_THE PROBLEM_
Could you print out every entry, character for character?

Entries taken from a collection:
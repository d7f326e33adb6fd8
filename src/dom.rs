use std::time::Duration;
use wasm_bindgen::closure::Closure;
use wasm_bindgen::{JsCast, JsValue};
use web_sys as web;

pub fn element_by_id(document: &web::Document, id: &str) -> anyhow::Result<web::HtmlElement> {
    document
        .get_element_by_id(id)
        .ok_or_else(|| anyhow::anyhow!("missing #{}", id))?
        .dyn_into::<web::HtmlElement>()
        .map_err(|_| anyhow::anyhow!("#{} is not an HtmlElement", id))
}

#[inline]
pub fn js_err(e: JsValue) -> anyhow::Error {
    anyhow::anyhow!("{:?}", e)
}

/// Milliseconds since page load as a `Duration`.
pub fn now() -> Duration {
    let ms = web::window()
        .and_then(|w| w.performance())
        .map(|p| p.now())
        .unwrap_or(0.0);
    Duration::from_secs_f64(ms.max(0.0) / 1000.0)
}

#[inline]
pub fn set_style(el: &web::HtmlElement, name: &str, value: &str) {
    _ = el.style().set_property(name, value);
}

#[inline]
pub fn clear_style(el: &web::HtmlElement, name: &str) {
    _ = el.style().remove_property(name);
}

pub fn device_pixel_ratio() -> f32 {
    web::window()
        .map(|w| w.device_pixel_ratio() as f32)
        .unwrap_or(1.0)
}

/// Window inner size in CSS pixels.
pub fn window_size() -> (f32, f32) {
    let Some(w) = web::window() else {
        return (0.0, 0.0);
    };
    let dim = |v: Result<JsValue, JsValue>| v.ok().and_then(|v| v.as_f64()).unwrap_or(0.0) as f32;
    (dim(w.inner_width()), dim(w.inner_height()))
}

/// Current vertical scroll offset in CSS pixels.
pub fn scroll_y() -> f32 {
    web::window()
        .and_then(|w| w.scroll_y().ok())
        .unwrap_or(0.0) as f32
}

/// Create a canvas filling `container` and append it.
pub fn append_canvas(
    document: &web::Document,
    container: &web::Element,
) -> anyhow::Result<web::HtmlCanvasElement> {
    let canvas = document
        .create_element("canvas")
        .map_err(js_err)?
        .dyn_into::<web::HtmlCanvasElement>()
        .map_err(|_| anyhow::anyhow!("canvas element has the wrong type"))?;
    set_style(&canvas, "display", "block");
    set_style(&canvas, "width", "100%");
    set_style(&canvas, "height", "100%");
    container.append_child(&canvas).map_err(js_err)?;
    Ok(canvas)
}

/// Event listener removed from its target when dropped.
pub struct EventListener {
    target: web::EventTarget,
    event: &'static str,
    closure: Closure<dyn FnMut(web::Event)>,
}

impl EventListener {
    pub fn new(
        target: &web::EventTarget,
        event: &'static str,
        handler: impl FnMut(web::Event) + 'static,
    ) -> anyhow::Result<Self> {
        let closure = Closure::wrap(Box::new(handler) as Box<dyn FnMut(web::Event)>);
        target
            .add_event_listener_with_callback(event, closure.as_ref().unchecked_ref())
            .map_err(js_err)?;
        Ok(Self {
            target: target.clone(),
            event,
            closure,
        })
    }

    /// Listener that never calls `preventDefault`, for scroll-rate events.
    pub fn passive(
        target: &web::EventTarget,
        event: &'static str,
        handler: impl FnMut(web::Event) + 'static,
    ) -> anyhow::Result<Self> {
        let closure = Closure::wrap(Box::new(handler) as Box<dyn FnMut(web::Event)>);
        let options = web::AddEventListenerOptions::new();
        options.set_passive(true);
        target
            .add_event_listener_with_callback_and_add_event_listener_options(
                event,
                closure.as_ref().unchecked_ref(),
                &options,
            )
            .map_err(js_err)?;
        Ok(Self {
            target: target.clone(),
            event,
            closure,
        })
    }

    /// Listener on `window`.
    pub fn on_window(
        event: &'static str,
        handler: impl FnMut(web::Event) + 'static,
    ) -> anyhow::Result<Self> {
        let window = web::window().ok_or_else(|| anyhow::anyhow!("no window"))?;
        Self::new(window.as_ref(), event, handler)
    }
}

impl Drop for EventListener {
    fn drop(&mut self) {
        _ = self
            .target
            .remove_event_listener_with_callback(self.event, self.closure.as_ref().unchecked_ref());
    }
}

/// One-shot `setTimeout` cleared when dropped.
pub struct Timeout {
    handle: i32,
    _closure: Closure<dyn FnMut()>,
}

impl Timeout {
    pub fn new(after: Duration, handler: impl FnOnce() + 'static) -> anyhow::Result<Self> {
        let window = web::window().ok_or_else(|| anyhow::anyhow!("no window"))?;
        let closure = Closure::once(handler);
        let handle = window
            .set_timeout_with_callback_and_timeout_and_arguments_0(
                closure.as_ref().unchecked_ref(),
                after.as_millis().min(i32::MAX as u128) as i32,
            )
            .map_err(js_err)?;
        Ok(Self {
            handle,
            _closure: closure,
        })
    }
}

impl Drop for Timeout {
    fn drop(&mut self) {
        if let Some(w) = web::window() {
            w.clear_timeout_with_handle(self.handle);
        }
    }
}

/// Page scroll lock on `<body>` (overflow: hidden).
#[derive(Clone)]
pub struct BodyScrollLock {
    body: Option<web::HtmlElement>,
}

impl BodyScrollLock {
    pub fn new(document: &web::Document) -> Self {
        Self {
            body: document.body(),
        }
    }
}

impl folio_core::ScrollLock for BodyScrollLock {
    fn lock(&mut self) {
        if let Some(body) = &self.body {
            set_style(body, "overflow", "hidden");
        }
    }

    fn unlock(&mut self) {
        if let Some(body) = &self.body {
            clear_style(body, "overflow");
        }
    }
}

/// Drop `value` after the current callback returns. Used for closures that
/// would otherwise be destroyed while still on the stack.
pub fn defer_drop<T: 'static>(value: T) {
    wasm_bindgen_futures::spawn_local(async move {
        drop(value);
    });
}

_RESPONSE_
repository d7f326e33adb6fd8
filename src/dom.rs
use std::time::Duration;
use wasm_bindgen::closure::Closure;
use wasm_bindgen::{JsCast, JsValue};
use web_sys as web;

pub fn element_by_id(document: &web::Document, id: &str) -> anyhow::Result<web::HtmlElement> {
    document
        .get_element_by_id(id)
        .ok_or_else(|| anyhow::anyhow!("missing #{}", id))?
        .dyn_into::<web::HtmlElement>()
        .map_err(|_| anyhow::anyhow!("#{} is not an HtmlElement", id))
}

#[inline]
pub fn js_err(e: JsValue) -> anyhow::Error {
    anyhow::anyhow!("{:?}", e)
}

/// Milliseconds since page load as a `Duration`.
pub fn now() -> Duration {
    let ms = web::window()
        .and_then(|w| w.performance())
        .map(|p| p.now())
        .unwrap_or(0.0);
    Duration::from_secs_f64(ms.max(0.0) / 1000.0)
}

#[inline]
pub fn set_style(el: &web::HtmlElement, name: &str, value: &str) {
    _ = el.style().set_property(name, value);
}

#[inline]
pub fn clear_style(el: &web::HtmlElement, name: &str) {
    _ = el.style().remove_property(name);
}

pub fn device_pixel_ratio() -> f32 {
    web::window()
        .map(|w| w.device_pixel_ratio() as f32)
        .unwrap_or(1.0)
}

/// Window inner size in CSS pixels.
pub fn window_size() -> (f32, f32) {
    let Some(w) = web::window() else {
        return (0.0, 0.0);
    };
    let dim = |v: Result<JsValue, JsValue>| v.ok().and_then(|v| v.as_f64()).unwrap_or(0.0) as f32;
    (dim(w.inner_width()), dim(w.inner_height()))
}

/// Current vertical scroll offset in CSS pixels.
pub fn scroll_y() -> f32 {
    web::window()
        .and_then(|w| w.scroll_y().ok())
        .unwrap_or(0.0) as f32
}

/// Create a canvas filling `container` and append it.
pub fn append_canvas(
    document: &web::Document,
    container: &web::Element,
) -> anyhow::Result<web::HtmlCanvasElement> {
    let canvas = document
        .create_element("canvas")
        .map_err(js_err)?
        .dyn_into::<web::HtmlCanvasElement>()
        .map_err(|_| anyhow::anyhow!("canvas element has the wrong type"))?;
    set_style(&canvas, "display", "block");
    set_style(&canvas, "width", "100%");
    set_style(&canvas, "height", "100%");
    container.append_child(&canvas).map_err(js_err)?;
    Ok(canvas)
}

/// Event listener removed from its target when dropped.
pub struct EventListener {
    target: web::EventTarget,
    event: &'static str,
    closure: Closure<dyn FnMut(web::Event)>,
}

impl EventListener {
    pub fn new(
        target: &web::EventTarget,
        event: &'static str,
        handler: impl FnMut(web::Event) + 'static,
    ) -> anyhow::Result<Self> {
        let closure = Closure::wrap(Box::new(handler) as Box<dyn FnMut(web::Event)>);
        target
            .add_event_listener_with_callback(event, closure.as_ref().unchecked_ref())
            .map_err(js_err)?;
        Ok(Self {
            target: target.clone(),
            event,
            closure,
        })
    }

    /// Listener that never calls `preventDefault`, for scroll-rate events.
    pub fn passive(
        target: &web::EventTarget,
        event: &'static str,
        handler: impl FnMut(web::Event) + 'static,
    ) -> anyhow::Result<Self> {
        let closure = Closure::wrap(Box::new(handler) as Box<dyn FnMut(web::Event)>);
        let options = web::AddEventListenerOptions::new();
        options.set_passive(true);
        target
            .add_event_listener_with_callback_and_add_event_listener_options(
                event,
                closure.as_ref().unchecked_ref(),
                &options,
            )
            .map_err(js_err)?;
        Ok(Self {
            target: target.clone(),
            event,
            closure,
        })
    }

    /// Listener on `window`.
    pub fn on_window(
        event: &'static str,
        handler: impl FnMut(web::Event) + 'static,
    ) -> anyhow::Result<Self> {
        let window = web::window().ok_or_else(|| anyhow::anyhow!("no window"))?;
        Self::new(window.as_ref(), event, handler)
    }
}

impl Drop for EventListener {
    fn drop(&mut self) {
        _ = self
            .target
            .remove_event_listener_with_callback(self.event, self.closure.as_ref().unchecked_ref());
    }
}

/// One-shot `setTimeout` cleared when dropped.
pub struct Timeout {
    handle: i32,
    _closure: Closure<dyn FnMut()>,
}

impl Timeout {
    pub fn new(after: Duration, handler: impl FnOnce() + 'static) -> anyhow::Result<Self> {
        let window = web::window().ok_or_else(|| anyhow::anyhow!("no window"))?;
        let closure = Closure::once(handler);
        let handle = window
            .set_timeout_with_callback_and_timeout_and_arguments_0(
                closure.as_ref().unchecked_ref(),
                after.as_millis().min(i32::MAX as u128) as i32,
            )
            .map_err(js_err)?;
        Ok(Self {
            handle,
            _closure: closure,
        })
    }
}

impl Drop for Timeout {
    fn drop(&mut self) {
        if let Some(w) = web::window() {
            w.clear_timeout_with_handle(self.handle);
        }
    }
}

/// Page scroll lock on `<body>` (overflow: hidden).
#[derive(Clone)]
pub struct BodyScrollLock {
    body: Option<web::HtmlElement>,
}

impl BodyScrollLock {
    pub fn new(document: &web::Document) -> Self {
        Self {
            body: document.body(),
        }
    }
}

impl folio_core::ScrollLock for BodyScrollLock {
    fn lock(&mut self) {
        if let Some(body) = &self.body {
            set_style(body, "overflow", "hidden");
        }
    }

    fn unlock(&mut self) {
        if let Some(body) = &self.body {
            clear_style(body, "overflow");
        }
    }
}

/// Drop `value` after the current callback returns. Used for closures that
/// would otherwise be destroyed while still on the stack.
pub fn defer_drop<T: 'static>(value: T) {
    wasm_bindgen_futures::spawn_local(async move {
        drop(value);
    });
}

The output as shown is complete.